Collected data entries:
..............................

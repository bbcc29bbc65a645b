//! Error types for the locmap-eval library.

use thiserror::Error;

/// Result type for locmap-eval operations.
pub type Result<T> = std::result::Result<T, LocEvalError>;

/// Error types that can occur during localization evaluation.
#[derive(Error, Debug)]
pub enum LocEvalError {
    /// Error during JSON parsing or serialization.
    #[error("JSON error: {0}")]
    JsonError(#[from] serde_json::Error),

    /// A raw row does not have the expected number of columns.
    #[error("Invalid shape: expected {expected} columns, found {found}")]
    InvalidShape { expected: usize, found: usize },

    /// A raw row carries a value that cannot be decoded.
    #[error("Invalid record: {0}")]
    InvalidRecord(String),

    /// Invalid distance threshold or threshold list.
    #[error("Invalid threshold: {0}")]
    InvalidThreshold(String),

    /// Invalid evaluation parameters.
    #[error("Invalid config: {0}")]
    InvalidConfig(String),

    /// Worker pools need at least one thread.
    #[error("Invalid worker count: {0}")]
    InvalidWorkerCount(usize),

    /// Requested threshold is not a key of the result mapping.
    #[error("Threshold {0} was not evaluated")]
    MissingThreshold(f64),

    /// Range-average query over no thresholds.
    #[error("Empty threshold query")]
    EmptyQuery,

    /// A worker failed while scoring a threshold.
    #[error("Worker failed at threshold {threshold}: {reason}")]
    WorkerFailed { threshold: f64, reason: String },

    /// The join barrier completed without every threshold being scored.
    #[error("Incomplete results: {completed} of {expected} thresholds completed")]
    IncompleteResults { expected: usize, completed: usize },

    /// The worker pool could not be built.
    #[error("Thread pool error: {0}")]
    ThreadPool(#[from] rayon::ThreadPoolBuildError),
}
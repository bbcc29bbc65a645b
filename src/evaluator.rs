//! Main evaluation orchestrator for point-localization mAP.

use crate::accumulator::accumulate;
use crate::error::{LocEvalError, Result};
use crate::metrics::ap::integrate;
use crate::params::EvalParams;
use crate::results::MapResults;
use crate::scheduler::ThresholdScheduler;
use crate::types::{SequenceTable, ThresholdReport};
use std::fmt;

/// Evaluate a single distance threshold.
///
/// Matches every frame of every sequence, ranks all detections and integrates
/// the precision-recall curve.
///
/// # Arguments
///
/// * `ground_truth` - Ground-truth sequence table
/// * `detections` - Detection sequence table
/// * `threshold` - Maximum center-to-center distance of a match
///
/// # Returns
///
/// Returns a `ThresholdReport` with AP in percent.
///
/// # Errors
///
/// Returns an error if `threshold` is not a positive finite number.
pub fn evaluate_threshold(
    ground_truth: &SequenceTable,
    detections: &SequenceTable,
    threshold: f64,
) -> Result<ThresholdReport> {
    if !(threshold.is_finite() && threshold > 0.0) {
        return Err(LocEvalError::InvalidThreshold(format!(
            "Threshold must be positive and finite, got {}",
            threshold
        )));
    }

    let ledger = accumulate(ground_truth, detections, threshold);
    let report = ThresholdReport {
        threshold,
        ..integrate(&ledger)
    };

    tracing::debug!(
        threshold,
        ap = report.ap,
        tp = report.true_positives,
        fp = report.false_positives,
        "threshold scored"
    );

    Ok(report)
}

/// One named summary statistic.
#[derive(Debug, Clone, PartialEq)]
pub struct SummaryEntry {
    pub label: String,
    pub value: f64,
}

/// Named AP statistics over pixel and percent thresholds.
#[derive(Debug, Clone)]
pub struct Summary {
    pub entries: Vec<SummaryEntry>,
    pub pixel: MapResults,
    pub percent: MapResults,
}

impl Summary {
    /// Value of the entry with the given label.
    pub fn value(&self, label: &str) -> Option<f64> {
        self.entries.iter().find(|e| e.label == label).map(|e| e.value)
    }
}

impl fmt::Display for Summary {
    fn fmt(&self, f: &mut fmt::Formatter<'_>) -> fmt::Result {
        for entry in &self.entries {
            writeln!(f, "Average Precision@{}\t = \t {:.4}", entry.label, entry.value)?;
        }
        Ok(())
    }
}

fn format_threshold(value: f64) -> String {
    if value.fract() == 0.0 {
        format!("{}", value as i64)
    } else {
        format!("{}", value)
    }
}

/// Evaluate the full protocol: the pixel range and the profile's percent range.
///
/// Produces `1:25`-style range averages and the individual pixel and percent
/// points configured in `params`.
///
/// # Errors
///
/// Returns an error for invalid parameters or a failed threshold.
pub fn summarize(ground_truth: &SequenceTable, detections: &SequenceTable, params: &EvalParams) -> Result<Summary> {
    params.validate()?;

    let scheduler = ThresholdScheduler::new(params.workers)?;
    let pixel_thresholds = params.pixel_thresholds()?;
    let percent_thresholds = params.percent_thresholds()?;

    let pixel = scheduler.run(ground_truth, detections, &pixel_thresholds)?;
    let percent = scheduler.run(ground_truth, detections, &percent_thresholds)?;

    let mut entries = Vec::new();

    if let (Some(&first), Some(&last)) = (pixel_thresholds.first(), pixel_thresholds.last()) {
        entries.push(SummaryEntry {
            label: format!("{}:{}", format_threshold(first), format_threshold(last)),
            value: pixel.get(&pixel_thresholds)?,
        });
    }
    for &point in &params.pixel_points {
        entries.push(SummaryEntry {
            label: format_threshold(point),
            value: pixel.get(&[point])?,
        });
    }

    entries.push(SummaryEntry {
        label: "0.5-3.0%".to_string(),
        value: percent.get(&percent_thresholds)?,
    });
    for &point in &params.percent_points {
        entries.push(SummaryEntry {
            label: format!("{:.1}%", point),
            value: percent.get(&[params.profile.percent_threshold(point)])?,
        });
    }

    Ok(Summary {
        entries,
        pixel,
        percent,
    })
}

..............................

### AIM OF THE TASK
Exactly repeat the lines above, from the opening line through the one with "pub enum LocEvalError", and include nothing else.

### EXPECTED OUTPUT
repository bbcc29bbc65a645b
//! Error types for the locmap-eval library.

use thiserror::Error;

/// Result type for locmap-eval operations.
pub type Result<T> = std::result::Result<T, LocEvalError>;

/// Error types that can occur during localization evaluation.
#[derive(Error, Debug)]
pub enum LocEvalError {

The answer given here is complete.